In this series, the Capital Markets team at PNC provides analysis of trends, news, and activity in the market from the previous quarter and looks ahead to what may be on the horizon.
Foreign Exchange[1]
As noted earlier in the year, interest rate expectations continue to be the dominant factor in the FX market. Global elections have contributed to currency specific volatility, specifically in Mexico and India. The U.S. elections will have influence as well, but the market perception of impending central bank moves will have a larger effect. The less than stellar jobs report in early August sparked calls for an intra-meeting Fed cut, as well as a total of 125 basis points in cuts over the last 3 Fed meetings. However, market unrest has been replaced by a sense of calm. Fed Chairman Jerome Powell has signaled the Fed’s intention to unwind tight monetary conditions, and the currency market has responded in an orderly fashion. It may be that the sooner central banks get on with their normalization of interest rates, the better it will be for their respective economies and currency. The Canadian dollar has strengthened despite two rate cuts already, with another three cuts expected over 2024.
It is important to stay ahead of potential event risk, including political uncertainty and central bank divergence. The FX team with PNC Capital Markets can help design hedging strategies to protect against sudden moves.
Derivatives[2]
The Federal Reserve pivot began in earnest late August when Chairman Jerome Powell declared “the time has come for policy to adjust” in his speech at the Jackson Hole Symposium. Although yields on Treasuries are down dramatically in the third quarter (2-years -0.83%, 5-years -0.73%, 10-years -0.58%), most of the move came before Powell’s comments, as markets have been expecting such an announcement. These expectations have translated into the markets pricing in a fairly aggressive rate cutting regime from the Fed. Currently, there are four cuts priced into 2024, even though there are only three FOMC meetings left in the year. With the market pricing in a higher probability of rate cuts, fixed rates have come down, allowing borrowers to convert their floating rates to fixed rates at more attractive levels.

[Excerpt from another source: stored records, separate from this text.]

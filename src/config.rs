//! Configuration file handling.
//!
//! This module provides loading and saving of lockaudit configuration
//! from a TOML file.
//!
//! # Configuration Location
//!
//! The configuration file is stored at:
//! - Linux: `~/.config/lockaudit/config.toml`
//! - macOS: `~/Library/Application Support/lockaudit/config.toml`
//! - Windows: `%APPDATA%\lockaudit\config.toml`
//!
//! # Example Configuration
//!
//! ```toml
//! default_format = "table"
//! fail_on_findings = true
//!
//! [ignore]
//! packages = ["left-pad", "@internal/*"]
//! ```

use anyhow::Result;
use serde::{Deserialize, Serialize};
use std::fs;
use std::path::PathBuf;

/// Application configuration.
///
/// Can be loaded from a TOML file or created with default values.
#[derive(Debug, Clone, Serialize, Deserialize)]
#[serde(default)]
pub struct Config {
    /// Default output format when no `--format` flag is provided.
    ///
    /// Valid values: "table", "json"
    /// Default: "table"
    pub default_format: String,

    /// Whether findings produce a non-zero exit code.
    ///
    /// Default: true (fail the pipeline on findings)
    pub fail_on_findings: bool,

    /// Ignore list for suppressing accepted findings.
    #[serde(default)]
    pub ignore: IgnoreConfig,
}

/// Packages to suppress from findings.
///
/// Use this for accepted risks or known false positives.
#[derive(Debug, Clone, Default, Serialize, Deserialize)]
#[serde(default)]
pub struct IgnoreConfig {
    /// Package names to exclude from findings.
    ///
    /// Supports glob patterns (e.g., "left-pad*", "@internal/*").
    pub packages: Vec<String>,
}

impl IgnoreConfig {
    /// Check if a package should be ignored.
    pub fn should_ignore_package(&self, package: &str) -> bool {
        self.packages.iter().any(|pattern| {
            if pattern.contains('*') {
                glob_match(pattern, package)
            } else {
                pattern == package
            }
        })
    }
}

/// Simple glob matching (supports * as wildcard).
fn glob_match(pattern: &str, text: &str) -> bool {
    let parts: Vec<&str> = pattern.split('*').collect();

    if parts.len() == 1 {
        return pattern == text;
    }

    let mut remaining = text;

    // Check prefix (before first *)
    if !parts[0].is_empty() {
        if !remaining.starts_with(parts[0]) {
            return false;
        }
        remaining = &remaining[parts[0].len()..];
    }

    // Check suffix (after last *)
    let last_part = parts[parts.len() - 1];
    if !last_part.is_empty() {
        if !remaining.ends_with(last_part) {
            return false;
        }
        remaining = &remaining[..remaining.len() - last_part.len()];
    }

    // Check middle parts
    for part in &parts[1..parts.len() - 1] {
        if part.is_empty() {
            continue;
        }
        if let Some(pos) = remaining.find(part) {
            remaining = &remaining[pos + part.len()..];
        } else {
            return false;
        }
    }

    true
}

impl Default for Config {
    fn default() -> Self {
        Self {
            default_format: "table".to_string(),
            fail_on_findings: true,
            ignore: IgnoreConfig::default(),
        }
    }
}

impl Config {
    /// Loads configuration from the config file.
    ///
    /// If the config file doesn't exist, returns default configuration.
    ///
    /// # Errors
    ///
    /// Returns an error if the config file exists but cannot be read or parsed.
    pub fn load() -> Result<Self> {
        let path = Self::config_path();

        if !path.exists() {
            return Ok(Self::default());
        }

        let content = fs::read_to_string(&path)?;
        let config: Config = toml::from_str(&content)?;
        Ok(config)
    }

    /// Saves the configuration to the config file.
    ///
    /// Creates the parent directory if it doesn't exist.
    pub fn save(&self) -> Result<()> {
        let path = Self::config_path();

        if let Some(parent) = path.parent() {
            if !parent.exists() {
                fs::create_dir_all(parent)?;
            }
        }

        let content = toml::to_string_pretty(self)?;
        fs::write(&path, content)?;
        Ok(())
    }

    /// Returns the path to the configuration file.
    pub fn config_path() -> PathBuf {
        dirs::config_dir()
            .unwrap_or_else(|| PathBuf::from("."))
            .join("lockaudit")
            .join("config.toml")
    }

    /// Generates a string containing the default configuration.
    pub fn generate_default_config() -> String {
        let config = Config::default();
        toml::to_string_pretty(&config).unwrap_or_default()
    }
}
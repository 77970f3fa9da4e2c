use crate::model::AuditResult;
use anyhow::Result;

pub fn print_json(result: &AuditResult) -> Result<()> {
    let json = serde_json::to_string_pretty(result)?;
    println!("{}", json);
    Ok(())
}
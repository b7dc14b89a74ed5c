use std::collections::BTreeMap;

use serde::Serialize;

use crate::assets::ImageAsset;
use crate::geometry::{GEOMETRY_EPSILON, Point, Rect, point_segment_distance};
use crate::surface::PathData;

/// Segments used when a curve is approximated by a polyline.
pub const FLATTEN_SEGMENTS: usize = 24;

pub const MIN_ZOOM: f32 = 0.1;
pub const MAX_ZOOM: f32 = 8.0;

#[derive(Debug, Clone, PartialEq, Serialize)]
pub struct TextBlock {
    pub lines: Vec<String>,
    pub width: f32,
    pub height: f32,
    pub font_size: f32,
    pub line_height: f32,
}

impl TextBlock {
    pub fn is_blank(&self) -> bool {
        self.lines.iter().all(|line| line.is_empty())
    }
}

#[derive(Debug, Clone, PartialEq, Serialize)]
pub struct ResolvedNodeStyle {
    pub fill: String,
    pub border_color: String,
    pub border_width: f32,
    pub caption_color: String,
    pub caption_font_size: f32,
    pub padding: f32,
    pub image_key: Option<String>,
}

#[derive(Debug, Clone, PartialEq, Serialize)]
pub struct ResolvedRelationshipStyle {
    pub color: String,
    pub width: f32,
    pub type_color: String,
    pub type_font_size: f32,
}

#[derive(Debug, Clone, PartialEq)]
pub enum NodeImage {
    Ready(ImageAsset),
    /// Key known but not loaded (pending, failed or never requested).
    Placeholder { key: String },
}

#[derive(Debug, Clone, PartialEq)]
pub struct VisualNode {
    pub id: String,
    pub position: Point,
    pub radius: f32,
    pub caption: TextBlock,
    pub style: ResolvedNodeStyle,
    pub selected: bool,
    pub editing: bool,
    pub image: Option<NodeImage>,
}

impl VisualNode {
    pub fn contains(&self, point: Point) -> bool {
        self.position.distance(point) <= self.radius
    }

    pub fn bounds(&self) -> Rect {
        Rect::new(
            self.position.x - self.radius,
            self.position.y - self.radius,
            self.radius * 2.0,
            self.radius * 2.0,
        )
    }
}

/// A point on a node's circumference together with its angle from the
/// node centre.
#[derive(Debug, Clone, Copy, PartialEq, Serialize)]
pub struct AttachmentPoint {
    pub point: Point,
    pub angle: f32,
}

#[derive(Debug, Clone, PartialEq, Serialize)]
pub struct ResolvedRelationship {
    pub id: String,
    pub rel_type: String,
    pub start_node_id: String,
    pub end_node_id: String,
    pub start: AttachmentPoint,
    pub end: AttachmentPoint,
    /// Fan slot for pair bundles, nesting index for self-loops.
    pub slot: f32,
    pub selected: bool,
    pub style: ResolvedRelationshipStyle,
}

impl ResolvedRelationship {
    pub fn is_self_loop(&self) -> bool {
        self.start_node_id == self.end_node_id
    }
}

#[derive(Debug, Clone, PartialEq, Eq, PartialOrd, Ord, Hash, Serialize)]
pub enum BundleKey {
    /// Unordered node pair, smaller id first.
    Pair(String, String),
    SelfLoop(String),
}
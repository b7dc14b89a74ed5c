mod attachment;
mod bundling;
mod error;
mod label_placement;
mod node;
mod routing;
pub(crate) mod style;
mod text;
pub(crate) mod types;
pub use error::LayoutError;
pub use types::*;

use attachment::resolve_attachments;
use bundling::bundle_relationships;
use node::build_visual_node;
use routing::route_bundle;

use crate::assets::AssetCache;
use crate::config::LayoutConfig;
use crate::ir::{LogicalGraph, SelectionState};
use crate::surface::DrawingSurface;
use crate::theme::Theme;
use std::collections::BTreeMap;

/// Derive the render-ready visual graph from the logical graph.
///
/// The pass is pure apart from text measurement on `surface`: identical
/// inputs give bit-identical geometry. Malformed input (duplicate ids,
/// relationships to unknown nodes) fails the whole pass.
pub fn derive_visual_graph(
    graph: &LogicalGraph,
    selection: &SelectionState,
    assets: &AssetCache,
    surface: &mut dyn DrawingSurface,
    theme: &Theme,
    config: &LayoutConfig,
) -> Result<VisualGraph, LayoutError> {
    let mut nodes = BTreeMap::new();
    for node in &graph.nodes {
        let visual = build_visual_node(node, graph, selection, assets, surface, theme, config);
        if nodes.insert(node.id.clone(), visual).is_some() {
            return Err(LayoutError::DuplicateNode {
                node_id: node.id.clone(),
            });
        }
    }

    let resolved = resolve_attachments(&nodes, graph, selection, theme, config)?;
    let bundles = bundle_relationships(resolved, &config.fan_out)?;

    let mut routed = Vec::with_capacity(bundles.len());
    for bundle in bundles {
        tracing::trace!(key = ?bundle.key, members = bundle.members.len(), "routing bundle");
        routed.push(route_bundle(bundle, &nodes, theme, config, surface));
    }

    tracing::debug!(
        nodes = nodes.len(),
        relationships = graph.relationships.len(),
        bundles = routed.len(),
        "derived visual graph"
    );

    Ok(VisualGraph {
        nodes,
        bundles: routed,
        background: theme.background.clone(),
        guide_color: theme.guide_color.clone(),
        guide_spacing: config.guide_spacing,
    })
}
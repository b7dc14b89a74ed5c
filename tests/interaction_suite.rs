use nodegraph_canvas::config::LayoutConfig;
use nodegraph_canvas::geometry::{Point, Rect};
use nodegraph_canvas::interaction::{
    CanvasTransform, GestureState, Modifiers, MouseButton, PointerEvent, QueuedEvents,
};
use nodegraph_canvas::ir::LogicalGraph;
use nodegraph_canvas::surface::{DrawCommand, RecordingSurface};
use nodegraph_canvas::theme::Theme;
use nodegraph_canvas::{
    Action, Editor, EditorState, LayoutError, RenderHost, RendererOptions, Store, create_renderer,
};

struct Host {
    dpr: f32,
}

impl RenderHost for Host {
    type Surface = RecordingSurface;

    fn container_size(&self) -> (f32, f32) {
        (800.0, 600.0)
    }

    fn device_pixel_ratio(&self) -> f32 {
        self.dpr
    }

    fn acquire_surface(&mut self, _surface_id: &str) -> Option<RecordingSurface> {
        Some(RecordingSurface::new())
    }
}

fn graph() -> LogicalGraph {
    let mut graph = LogicalGraph::new();
    graph.add_node("a", Point::new(100.0, 100.0), "A");
    graph.add_node("b", Point::new(300.0, 100.0), "B");
    graph.add_node("c", Point::new(300.0, 400.0), "C");
    graph.add_relationship("r1", "a", "b", "KNOWS");
    graph.add_relationship("r2", "b", "c", "LIKES");
    graph
}

fn editor() -> Editor<RecordingSurface> {
    editor_with_ratio(1.0)
}

fn editor_with_ratio(dpr: f32) -> Editor<RecordingSurface> {
    Editor::new(
        &mut Host { dpr },
        "canvas",
        EditorState::new(graph(), 800.0, 600.0),
        RendererOptions::default(),
        &Theme::classic(),
        &LayoutConfig::default(),
    )
    .expect("editor")
}

fn press(point: Point, modifiers: Modifiers) -> PointerEvent {
    PointerEvent::MouseDown {
        point,
        button: MouseButton::Primary,
        modifiers,
    }
}

#[test]
fn bounding_box_top_left_maps_to_canvas_origin() {
    let transform = CanvasTransform {
        origin: Point::new(37.0, 112.0),
        css_size: (400.0, 300.0),
        logical_size: (800.0, 600.0),
    };
    assert_eq!(transform.client_to_canvas(Point::new(37.0, 112.0)), Point::ORIGIN);
    assert_eq!(
        transform.client_to_canvas(Point::new(237.0, 262.0)),
        Point::new(400.0, 300.0)
    );
}

#[test]
fn marquee_selects_enclosed_nodes() {
    let mut editor = editor();
    let mut events = QueuedEvents::new([
        press(Point::new(50.0, 50.0), Modifiers::default()),
        PointerEvent::MouseMove {
            point: Point::new(200.0, 150.0),
        },
        PointerEvent::MouseMove {
            point: Point::new(350.0, 150.0),
        },
    ]);
    assert_eq!(editor.pump(&mut events), 3);
    assert_eq!(
        editor.store().state().marquee,
        Some(Rect::from_corners(Point::new(50.0, 50.0), Point::new(350.0, 150.0)))
    );

    editor.handle_event(&PointerEvent::MouseUp {
        point: Point::new(350.0, 150.0),
    });
    let state = editor.store().state();
    assert!(state.marquee.is_none());
    assert!(state.selection.is_node_selected("a"));
    assert!(state.selection.is_node_selected("b"));
    assert!(!state.selection.is_node_selected("c"));
    assert_eq!(editor.gestures().state(), &GestureState::Idle);

    let renderer = editor.renderer();
    let visual = renderer.visual().unwrap();
    assert_eq!(visual.selected_node_positions().len(), 2);
}

#[test]
fn shift_click_extends_selection_and_drags_all() {
    let mut editor = editor();
    editor.handle_event(&press(Point::new(100.0, 100.0), Modifiers::default()));
    editor.handle_event(&PointerEvent::MouseUp {
        point: Point::new(100.0, 100.0),
    });
    let shift = Modifiers {
        shift: true,
        ..Modifiers::default()
    };
    editor.handle_event(&press(Point::new(300.0, 400.0), shift));
    editor.handle_event(&PointerEvent::MouseMove {
        point: Point::new(310.0, 420.0),
    });
    editor.handle_event(&PointerEvent::PointerLeave);

    let state = editor.store().state();
    assert_eq!(state.graph.node("a").unwrap().position, Point::new(110.0, 120.0));
    assert_eq!(state.graph.node("c").unwrap().position, Point::new(310.0, 420.0));
    assert_eq!(state.graph.node("b").unwrap().position, Point::new(300.0, 100.0));
    assert!(!state.dragging);
}

#[test]
fn clicking_a_relationship_selects_it() {
    let mut editor = editor();
    let outcome = editor.handle_event(&press(Point::new(200.0, 100.0), Modifiers::default()));
    assert!(outcome.prevent_default);
    assert!(editor.store().state().selection.is_relationship_selected("r1"));
    assert_eq!(editor.gestures().state(), &GestureState::Idle);
    let renderer = editor.renderer();
    assert!(renderer.visual().unwrap().relationship_route("r1").unwrap().relationship.selected);
}

#[test]
fn secondary_button_is_ignored_but_prevented() {
    let mut editor = editor();
    let outcome = editor.handle_event(&PointerEvent::MouseDown {
        point: Point::new(100.0, 100.0),
        button: MouseButton::Secondary,
        modifiers: Modifiers::default(),
    });
    assert!(outcome.prevent_default);
    assert!(outcome.actions.is_empty());
    assert!(editor.store().state().selection.is_empty());
}

#[test]
fn double_click_on_node_starts_editing() {
    let mut editor = editor();
    editor.handle_event(&PointerEvent::DoubleClick {
        point: Point::new(300.0, 100.0),
    });
    assert_eq!(editor.store().state().selection.editing_id.as_deref(), Some("b"));
    editor.dispatch(Action::SetCaption {
        node_id: "b".to_string(),
        caption: "Bob the builder".to_string(),
    });
    editor.dispatch(Action::StopEditing);
    let renderer = editor.renderer();
    let node = renderer.visual().unwrap().node("b").unwrap();
    assert!(!node.editing);
    assert_eq!(node.caption.lines.join(" "), "Bob the builder");
}

#[test]
fn wheel_zoom_keeps_focus_fixed_and_pan_does_not_rederive() {
    let mut editor = editor();
    let focus = Point::new(300.0, 100.0);
    let before = editor.store().state().viewport.to_graph(focus);
    let derivations = editor.renderer().derivations();
    editor.handle_event(&PointerEvent::Wheel {
        point: focus,
        delta: Point::new(0.0, -120.0),
        ctrl: true,
    });
    editor.handle_event(&PointerEvent::Wheel {
        point: focus,
        delta: Point::new(0.0, 0.0),
        ctrl: false,
    });
    let viewport = editor.store().state().viewport;
    assert!(viewport.zoom > 1.0);
    assert!(viewport.to_graph(focus).distance(before) < 1e-3);
    assert_eq!(editor.renderer().derivations(), derivations);
}

#[test]
fn delete_selection_drops_node_and_its_relationships() {
    let mut editor = editor();
    editor.handle_event(&press(Point::new(300.0, 100.0), Modifiers::default()));
    editor.handle_event(&PointerEvent::EndDrag);
    editor.dispatch(Action::DeleteSelection);
    let renderer = editor.renderer();
    let visual = renderer.visual().unwrap();
    assert!(visual.node("b").is_none());
    assert_eq!(visual.relationship_count(), 0);
}

#[test]
fn failed_initial_derivation_leaves_no_frame() {
    let mut graph = graph();
    graph.add_relationship("r9", "a", "ghost", "KNOWS");
    let store = Store::new(EditorState::new(graph, 800.0, 600.0));
    let renderer = create_renderer(
        &mut Host { dpr: 2.0 },
        "canvas",
        &store,
        RendererOptions::default(),
        &Theme::classic(),
        &LayoutConfig::default(),
    )
    .expect("surface is available");
    assert!(renderer.visual().is_none());
    assert!(matches!(
        renderer.last_error(),
        Some(LayoutError::DanglingRelationship { relationship_id, .. }) if relationship_id == "r9"
    ));
    assert_eq!(renderer.surface().size(), (1600, 1200));
}

#[test]
fn scaled_canvas_maps_pointer_through_transform_and_viewport() {
    let mut editor = editor();
    editor.dispatch(Action::Zoom {
        focus: Point::ORIGIN,
        factor: 2.0,
    });
    editor.set_canvas_transform(CanvasTransform {
        origin: Point::new(10.0, 20.0),
        css_size: (400.0, 300.0),
        logical_size: (800.0, 600.0),
    });
    let viewport = editor.store().state().viewport;
    let target = viewport.to_canvas(Point::new(300.0, 100.0));
    let client = Point::new(10.0 + target.x / 2.0, 20.0 + target.y / 2.0);
    editor.handle_event(&PointerEvent::DoubleClick { point: client });
    assert_eq!(editor.store().state().selection.editing_id.as_deref(), Some("b"));

    let (mut store, renderer) = editor.into_parts();
    let derivations = renderer.borrow().derivations();
    store.dispatch(Action::ClearSelection);
    assert_eq!(renderer.borrow().derivations(), derivations);
}

#[test]
fn matching_backing_store_needs_no_scale() {
    struct RetinaHost;

    impl RenderHost for RetinaHost {
        type Surface = RecordingSurface;

        fn container_size(&self) -> (f32, f32) {
            (300.0, 200.0)
        }

        fn device_pixel_ratio(&self) -> f32 {
            2.0
        }

        fn acquire_surface(&mut self, _surface_id: &str) -> Option<RecordingSurface> {
            Some(RecordingSurface::new().with_backing_store_ratio(2.0))
        }
    }

    let store = Store::new(EditorState::new(graph(), 300.0, 200.0));
    let mut renderer = create_renderer(
        &mut RetinaHost,
        "canvas",
        &store,
        RendererOptions::default(),
        &Theme::classic(),
        &LayoutConfig::default(),
    )
    .expect("renderer");
    assert_eq!(renderer.pixel_ratio(), 1.0);
    assert_eq!(renderer.surface().size(), (300, 200));
    let drawn_circles = renderer.surface().circles().count();
    assert!(drawn_circles >= 3);
    assert!(renderer.surface().texts().any(|text| text == "KNOWS"));

    renderer.surface_mut().take_commands();
    renderer.layers_mut().clear();
    renderer.render(store.state(), store.revisions());
    assert_eq!(renderer.surface().circles().count(), 0);
}

#[test]
fn window_resize_on_high_density_host_keeps_single_base_scale() {
    let mut editor = editor_with_ratio(2.0);
    assert_eq!(editor.renderer().surface().size(), (1600, 1200));

    editor.dispatch(Action::WindowResized {
        width: 500.0,
        height: 250.0,
    });

    let renderer = editor.renderer();
    assert_eq!(renderer.pixel_ratio(), 2.0);
    assert_eq!(renderer.logical_size(), (500.0, 250.0));
    assert_eq!(renderer.surface().size(), (1000, 500));

    let commands = renderer.surface().commands();
    let base_scales = commands
        .iter()
        .filter(|cmd| matches!(cmd, DrawCommand::Scale(sx, sy) if *sx == 2.0 && *sy == 2.0))
        .count();
    assert_eq!(base_scales, 1);
    let last_clear = commands
        .iter()
        .rev()
        .find_map(|cmd| match cmd {
            DrawCommand::Clear(rect) => Some(*rect),
            _ => None,
        })
        .expect("resize redraws the frame");
    assert_eq!(last_clear, Rect::new(0.0, 0.0, 500.0, 250.0));
}

#[test]
fn click_without_movement_does_not_end_a_drag() {
    let mut editor = editor();
    let down = editor.handle_event(&press(Point::new(100.0, 100.0), Modifiers::default()));
    assert_eq!(
        down.actions,
        vec![Action::SelectNodes {
            node_ids: vec!["a".to_string()],
            additive: false,
        }]
    );
    let up = editor.handle_event(&PointerEvent::MouseUp {
        point: Point::new(100.0, 100.0),
    });
    assert!(up.actions.is_empty());
    assert_eq!(editor.gestures().state(), &GestureState::Idle);
    assert!(!editor.store().state().dragging);

    editor.handle_event(&press(Point::new(100.0, 100.0), Modifiers::default()));
    editor.handle_event(&PointerEvent::MouseMove {
        point: Point::new(104.0, 100.0),
    });
    assert!(editor.store().state().dragging);
    let up = editor.handle_event(&PointerEvent::MouseUp {
        point: Point::new(104.0, 100.0),
    });
    assert_eq!(up.actions, vec![Action::EndDrag]);
    assert!(!editor.store().state().dragging);
}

Tax-Exempt Fixed Income[3]
The tax-exempt market continues to be dominated by heavier new issue supply. The average so far this year has been close to 10 billion a week, which is a 30-35% increase over last year. Some of this increased supply is the result of issuers’ desire to avoid volatility around the presidential election. Between the overall supply increase and the recent trend to lower rates in the treasury space, tax-exempt ratios have gotten cheaper. Treasurys were around 65% for much of this year in the shorter/intermediate part of the curve but have recently started to trend to 70%-plus. The inverted yield curve continues to be a cause for concern in the overall investor community. As the presidential and congressional elections approach, potential tax law changes could affect the demand for tax-exempt products.